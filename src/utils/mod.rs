//! Misc helpers shared across the pipeline.

pub mod file_system;

/// Converts a vector of string slices into owned strings, for building
/// subprocess argument lists.
pub fn to_owned(args: Vec<&str>) -> Vec<String> {
    args.into_iter().map(String::from).collect()
}
//! The fallback orchestrator: runs the resolve → select → fetch → mux
//! sequence against the primary provider and, when the failure is
//! recoverable, once more against the fallback provider.
//!
//! This is the single place that decides retry-vs-surface. Every attempt
//! outcome is logged exactly once here.

use crate::Pipeline;
use crate::error::{Error, Result};
use crate::fetcher::StreamTransfer;
use crate::model::selector::{self, SelectionPlan, SelectionPolicy};
use crate::model::{Catalog, MediaResult, StreamDescriptor, VideoReference};
use crate::resolver::CatalogProvider;
use crate::utils::file_system;
use std::path::PathBuf;

impl Pipeline {
    /// Runs the whole pipeline for one reference.
    ///
    /// Starts against the primary provider with the strict selection rule.
    /// A recoverable failure (throttling, transport error, no suitable
    /// format) triggers exactly one retry against the fallback provider with
    /// the relaxed rule; the second attempt never starts before the first
    /// has fully terminated. Terminal failures surface immediately.
    ///
    /// # Errors
    ///
    /// Returns the primary error when it is terminal, or
    /// [`Error::Fallback`] aggregating both providers' errors when the
    /// second attempt fails too.
    pub async fn run(&self, reference: &VideoReference) -> Result<MediaResult> {
        tracing::info!(reference = %reference, provider = self.primary.name(), "starting pipeline");

        let primary_error = match self.attempt(self.primary.as_ref(), SelectionPolicy::Strict, reference).await
        {
            Ok(media) => {
                tracing::info!(reference = %reference, path = ?media.path, "pipeline succeeded");
                return Ok(media);
            }
            Err(error) if error.is_recoverable() => {
                tracing::warn!(
                    reference = %reference,
                    stage = error.stage(),
                    error = %error,
                    "primary attempt failed, switching to fallback provider"
                );
                error
            }
            Err(error) => {
                tracing::error!(
                    reference = %reference,
                    stage = error.stage(),
                    error = %error,
                    "pipeline failed with a terminal error"
                );
                return Err(error);
            }
        };

        match self.attempt(self.secondary.as_ref(), SelectionPolicy::Relaxed, reference).await {
            Ok(media) => {
                tracing::info!(
                    reference = %reference,
                    provider = self.secondary.name(),
                    path = ?media.path,
                    "fallback attempt succeeded"
                );
                Ok(media)
            }
            Err(secondary_error) => {
                tracing::error!(
                    reference = %reference,
                    stage = secondary_error.stage(),
                    error = %secondary_error,
                    "fallback attempt failed too"
                );
                Err(Error::Fallback {
                    primary: Box::new(primary_error),
                    secondary: Box::new(secondary_error),
                })
            }
        }
    }

    /// One full resolve → select → fetch → mux pass against one provider.
    async fn attempt(
        &self,
        provider: &dyn CatalogProvider,
        policy: SelectionPolicy,
        reference: &VideoReference,
    ) -> Result<MediaResult> {
        let catalog = provider.resolve(reference).await?;
        let plan = selector::select(&catalog, policy, self.target_height)?;

        match plan {
            SelectionPlan::Combined(stream) => {
                tracing::debug!(stream = %stream, "fetching progressive stream");

                let destination = self.temp_path("short", &stream);
                let artifact = self.fetcher.fetch(&stream, &destination).await?;

                Ok(describe(&catalog, &stream, artifact.path))
            }
            SelectionPlan::Paired { video, audio } => {
                tracing::debug!(video = %video, audio = %audio, "fetching adaptive stream pair");

                let video_dest = self.temp_path("video", &video);
                let audio_dest = self.temp_path("audio", &audio);

                // Both transfers run concurrently; the merge waits on both.
                // A failed side abandons the other's partial artifact: any
                // retry happens at the provider level, not per stream.
                let (video_result, audio_result) = tokio::join!(
                    self.fetcher.fetch(&video, &video_dest),
                    self.fetcher.fetch(&audio, &audio_dest)
                );

                let video_artifact = video_result?;
                let audio_artifact = audio_result?;

                let output = file_system::temp_media_path(&self.output_dir, "short", "mp4");
                let merged = self
                    .muxer
                    .mux(&video_artifact, &audio_artifact, &output)
                    .await?;

                Ok(describe(&catalog, &video, merged.path))
            }
        }
    }

    fn temp_path(&self, stage: &str, stream: &StreamDescriptor) -> PathBuf {
        let extension = if stream.is_mp4() {
            if stream.kind == crate::model::StreamKind::AudioOnly {
                "m4a"
            } else {
                "mp4"
            }
        } else {
            "webm"
        };

        file_system::temp_media_path(&self.output_dir, stage, extension)
    }
}

/// Builds the final media descriptor from the catalog metadata and the
/// stream the dimensions came from.
///
/// Duration comes straight from the catalog: the video track is copied, not
/// re-encoded, so its timing is unchanged. A missing width is derived 16:9
/// from the height.
fn describe(catalog: &Catalog, stream: &StreamDescriptor, path: PathBuf) -> MediaResult {
    let height = stream.height.unwrap_or(selector::TARGET_HEIGHT);
    let width = stream.width.unwrap_or(height * 16 / 9);

    MediaResult {
        path,
        duration_seconds: catalog.duration_seconds,
        width,
        height,
    }
}
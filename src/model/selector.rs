//! Pure format selection: given a catalog, decide what to download.
//!
//! No I/O happens here. The selector either picks a single progressive
//! stream (no merge needed) or pairs the best video-only stream with the
//! best audio-only stream for the muxer.

use crate::error::{Error, Result};
use crate::model::{Catalog, StreamDescriptor, StreamKind};

/// The resolution tier the pipeline aims for.
pub const TARGET_HEIGHT: u32 = 720;

/// How strict the selection is.
#[derive(Debug, Clone, Copy, PartialEq, Eq)]
pub enum SelectionPolicy {
    /// Primary rule: a combined stream only counts when it matches the
    /// target tier exactly and is MP4-like; otherwise pair adaptive streams.
    Strict,
    /// Secondary rule, used against the fallback provider: accept the first
    /// combined MP4 stream at or below the target tier when no exact match
    /// exists, and any combined MP4 stream after that. Relaxes the quality
    /// tier but never the container, so the output stays a playable MP4.
    Relaxed,
}

/// What the fetch stage should download.
#[derive(Debug, Clone, PartialEq)]
pub enum SelectionPlan {
    /// One progressive stream, playable without a merge.
    Combined(StreamDescriptor),
    /// Separate adaptive streams, to be merged by the muxer.
    ///
    /// Never holds a stream of kind [`StreamKind::Combined`].
    Paired {
        video: StreamDescriptor,
        audio: StreamDescriptor,
    },
}

/// Picks a download plan from the catalog.
///
/// # Errors
///
/// Returns [`Error::NoSuitableFormat`] when neither a usable combined stream
/// nor a complete video/audio pair exists.
pub fn select(
    catalog: &Catalog,
    policy: SelectionPolicy,
    target_height: u32,
) -> Result<SelectionPlan> {
    if let Some(combined) = select_combined(catalog, policy, target_height) {
        return Ok(SelectionPlan::Combined(combined.clone()));
    }

    select_paired(catalog)
}

fn select_combined<'a>(
    catalog: &'a Catalog,
    policy: SelectionPolicy,
    target_height: u32,
) -> Option<&'a StreamDescriptor> {
    // The container constraint never relaxes: only the quality tier does.
    let combined_mp4 = || {
        catalog
            .streams
            .iter()
            .filter(|s| s.kind == StreamKind::Combined && s.is_mp4())
    };

    let exact = combined_mp4().find(|s| s.height == Some(target_height));

    match policy {
        SelectionPolicy::Strict => exact,
        SelectionPolicy::Relaxed => exact
            .or_else(|| combined_mp4().find(|s| s.height.is_some_and(|h| h <= target_height)))
            .or_else(|| combined_mp4().next()),
    }
}

fn select_paired(catalog: &Catalog) -> Result<SelectionPlan> {
    // Strict `>` folds keep the first-seen stream on ties.
    let video = catalog
        .streams
        .iter()
        .filter(|s| s.kind == StreamKind::VideoOnly)
        .fold(None::<&StreamDescriptor>, |best, candidate| match best {
            Some(current) if candidate.height.unwrap_or(0) > current.height.unwrap_or(0) => {
                Some(candidate)
            }
            Some(current) => Some(current),
            None => Some(candidate),
        })
        .ok_or_else(|| Error::NoSuitableFormat("no video-only stream in catalog".to_string()))?;

    let audio = catalog
        .streams
        .iter()
        .filter(|s| s.kind == StreamKind::AudioOnly)
        .fold(None::<&StreamDescriptor>, |best, candidate| match best {
            Some(current) if candidate.bitrate.unwrap_or(0) > current.bitrate.unwrap_or(0) => {
                Some(candidate)
            }
            Some(current) => Some(current),
            None => Some(candidate),
        })
        .ok_or_else(|| Error::NoSuitableFormat("no audio-only stream in catalog".to_string()))?;

    debug_assert!(video.kind != StreamKind::Combined && audio.kind != StreamKind::Combined);

    Ok(SelectionPlan::Paired {
        video: video.clone(),
        audio: audio.clone(),
    })
}

#[cfg(test)]
mod tests {
    use super::*;

    fn make_stream(
        id: &str,
        kind: StreamKind,
        container: &str,
        height: Option<u32>,
        bitrate: Option<u64>,
    ) -> StreamDescriptor {
        StreamDescriptor {
            id: id.to_string(),
            kind,
            container: container.to_string(),
            width: height.map(|h| h * 16 / 9),
            height,
            bitrate,
            quality_label: height
                .map(|h| format!("{h}p"))
                .unwrap_or_else(|| "audio".to_string()),
            url: format!("https://streams.example/{id}"),
        }
    }

    fn make_catalog(streams: Vec<StreamDescriptor>) -> Catalog {
        Catalog {
            reference: "dQw4w9WgXcQ".to_string(),
            title: "test".to_string(),
            duration_seconds: 212,
            streams,
        }
    }

    #[test]
    fn strict_picks_combined_720p_mp4() {
        let target = make_stream("22", StreamKind::Combined, "MPEG_4", Some(720), None);
        let catalog = make_catalog(vec![
            make_stream("18", StreamKind::Combined, "MPEG_4", Some(360), None),
            target.clone(),
        ]);

        let plan = select(&catalog, SelectionPolicy::Strict, TARGET_HEIGHT).unwrap();
        assert_eq!(plan, SelectionPlan::Combined(target));
    }

    #[test]
    fn strict_ignores_combined_720p_webm() {
        let catalog = make_catalog(vec![
            make_stream("247", StreamKind::Combined, "WEBM", Some(720), None),
            make_stream("137", StreamKind::VideoOnly, "MPEG_4", Some(1080), None),
            make_stream("140", StreamKind::AudioOnly, "M4A", None, Some(128_000)),
        ]);

        let plan = select(&catalog, SelectionPolicy::Strict, TARGET_HEIGHT).unwrap();
        assert!(matches!(plan, SelectionPlan::Paired { .. }));
    }

    #[test]
    fn paired_takes_max_height_and_max_bitrate() {
        let catalog = make_catalog(vec![
            make_stream("134", StreamKind::VideoOnly, "MPEG_4", Some(360), None),
            make_stream("137", StreamKind::VideoOnly, "MPEG_4", Some(1080), None),
            make_stream("136", StreamKind::VideoOnly, "MPEG_4", Some(720), None),
            make_stream("139", StreamKind::AudioOnly, "M4A", None, Some(48_000)),
            make_stream("140", StreamKind::AudioOnly, "M4A", None, Some(128_000)),
        ]);

        match select(&catalog, SelectionPolicy::Strict, TARGET_HEIGHT).unwrap() {
            SelectionPlan::Paired { video, audio } => {
                assert_eq!(video.id, "137");
                assert_eq!(audio.id, "140");
            }
            plan => panic!("expected paired plan, got {plan:?}"),
        }
    }

    #[test]
    fn paired_tie_break_is_first_seen() {
        let catalog = make_catalog(vec![
            make_stream("v-first", StreamKind::VideoOnly, "MPEG_4", Some(1080), None),
            make_stream("v-second", StreamKind::VideoOnly, "WEBM", Some(1080), None),
            make_stream("a-first", StreamKind::AudioOnly, "M4A", None, Some(128_000)),
            make_stream("a-second", StreamKind::AudioOnly, "WEBM", None, Some(128_000)),
        ]);

        match select(&catalog, SelectionPolicy::Strict, TARGET_HEIGHT).unwrap() {
            SelectionPlan::Paired { video, audio } => {
                assert_eq!(video.id, "v-first");
                assert_eq!(audio.id, "a-first");
            }
            plan => panic!("expected paired plan, got {plan:?}"),
        }
    }

    #[test]
    fn missing_audio_is_no_suitable_format() {
        let catalog = make_catalog(vec![
            make_stream("137", StreamKind::VideoOnly, "MPEG_4", Some(1080), None),
        ]);

        let result = select(&catalog, SelectionPolicy::Strict, TARGET_HEIGHT);
        assert!(matches!(result, Err(Error::NoSuitableFormat(_))));
    }

    #[test]
    fn missing_video_is_no_suitable_format() {
        let catalog = make_catalog(vec![
            make_stream("140", StreamKind::AudioOnly, "M4A", None, Some(128_000)),
        ]);

        let result = select(&catalog, SelectionPolicy::Strict, TARGET_HEIGHT);
        assert!(matches!(result, Err(Error::NoSuitableFormat(_))));
    }

    #[test]
    fn relaxed_accepts_first_combined_at_or_below_tier() {
        let catalog = make_catalog(vec![
            make_stream("hi", StreamKind::Combined, "MPEG_4", Some(1080), None),
            make_stream("mid", StreamKind::Combined, "MPEG_4", Some(480), None),
            make_stream("low", StreamKind::Combined, "MPEG_4", Some(360), None),
        ]);

        match select(&catalog, SelectionPolicy::Relaxed, TARGET_HEIGHT).unwrap() {
            SelectionPlan::Combined(stream) => assert_eq!(stream.id, "mid"),
            plan => panic!("expected combined plan, got {plan:?}"),
        }
    }

    #[test]
    fn relaxed_still_prefers_exact_tier_match() {
        let catalog = make_catalog(vec![
            make_stream("low", StreamKind::Combined, "MPEG_4", Some(360), None),
            make_stream("exact", StreamKind::Combined, "MPEG_4", Some(720), None),
        ]);

        match select(&catalog, SelectionPolicy::Relaxed, TARGET_HEIGHT).unwrap() {
            SelectionPlan::Combined(stream) => assert_eq!(stream.id, "exact"),
            plan => panic!("expected combined plan, got {plan:?}"),
        }
    }

    #[test]
    fn relaxed_falls_back_to_any_combined_mp4_stream() {
        let catalog = make_catalog(vec![make_stream(
            "only",
            StreamKind::Combined,
            "MPEG_4",
            Some(1080),
            None,
        )]);

        match select(&catalog, SelectionPolicy::Relaxed, TARGET_HEIGHT).unwrap() {
            SelectionPlan::Combined(stream) => assert_eq!(stream.id, "only"),
            plan => panic!("expected combined plan, got {plan:?}"),
        }
    }

    #[test]
    fn relaxed_never_picks_a_non_mp4_combined_stream() {
        let catalog = make_catalog(vec![
            make_stream("webm-combined", StreamKind::Combined, "WEBM", Some(480), None),
            make_stream("137", StreamKind::VideoOnly, "MPEG_4", Some(1080), None),
            make_stream("140", StreamKind::AudioOnly, "M4A", None, Some(128_000)),
        ]);

        match select(&catalog, SelectionPolicy::Relaxed, TARGET_HEIGHT).unwrap() {
            SelectionPlan::Paired { video, audio } => {
                assert_eq!(video.id, "137");
                assert_eq!(audio.id, "140");
            }
            plan => panic!("expected paired plan, got {plan:?}"),
        }
    }

    #[test]
    fn relaxed_with_only_non_mp4_combined_and_no_pair_is_no_suitable_format() {
        let catalog = make_catalog(vec![make_stream(
            "webm-combined",
            StreamKind::Combined,
            "WEBM",
            Some(720),
            None,
        )]);

        let result = select(&catalog, SelectionPolicy::Relaxed, TARGET_HEIGHT);
        assert!(matches!(result, Err(Error::NoSuitableFormat(_))));
    }

    #[test]
    fn empty_catalog_is_no_suitable_format() {
        let catalog = make_catalog(Vec::new());
        for policy in [SelectionPolicy::Strict, SelectionPolicy::Relaxed] {
            let result = select(&catalog, policy, TARGET_HEIGHT);
            assert!(matches!(result, Err(Error::NoSuitableFormat(_))));
        }
    }
}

☆ ☆ ☆ ☆

Using the entries above, return exactly the lines from the line with "across the pipeline." to the line with "use crate::Pipeline;", counting both of those lines.

//! Misc helpers shared across the pipeline.

pub mod file_system;

/// Converts a vector of string slices into owned strings, for building
/// subprocess argument lists.
pub fn to_owned(args: Vec<&str>) -> Vec<String> {
    args.into_iter().map(String::from).collect()
}
//! The fallback orchestrator: runs the resolve → select → fetch → mux
//! sequence against the primary provider and, when the failure is
//! recoverable, once more against the fallback provider.
//!
//! This is the single place that decides retry-vs-surface. Every attempt
//! outcome is logged exactly once here.

use crate::Pipeline;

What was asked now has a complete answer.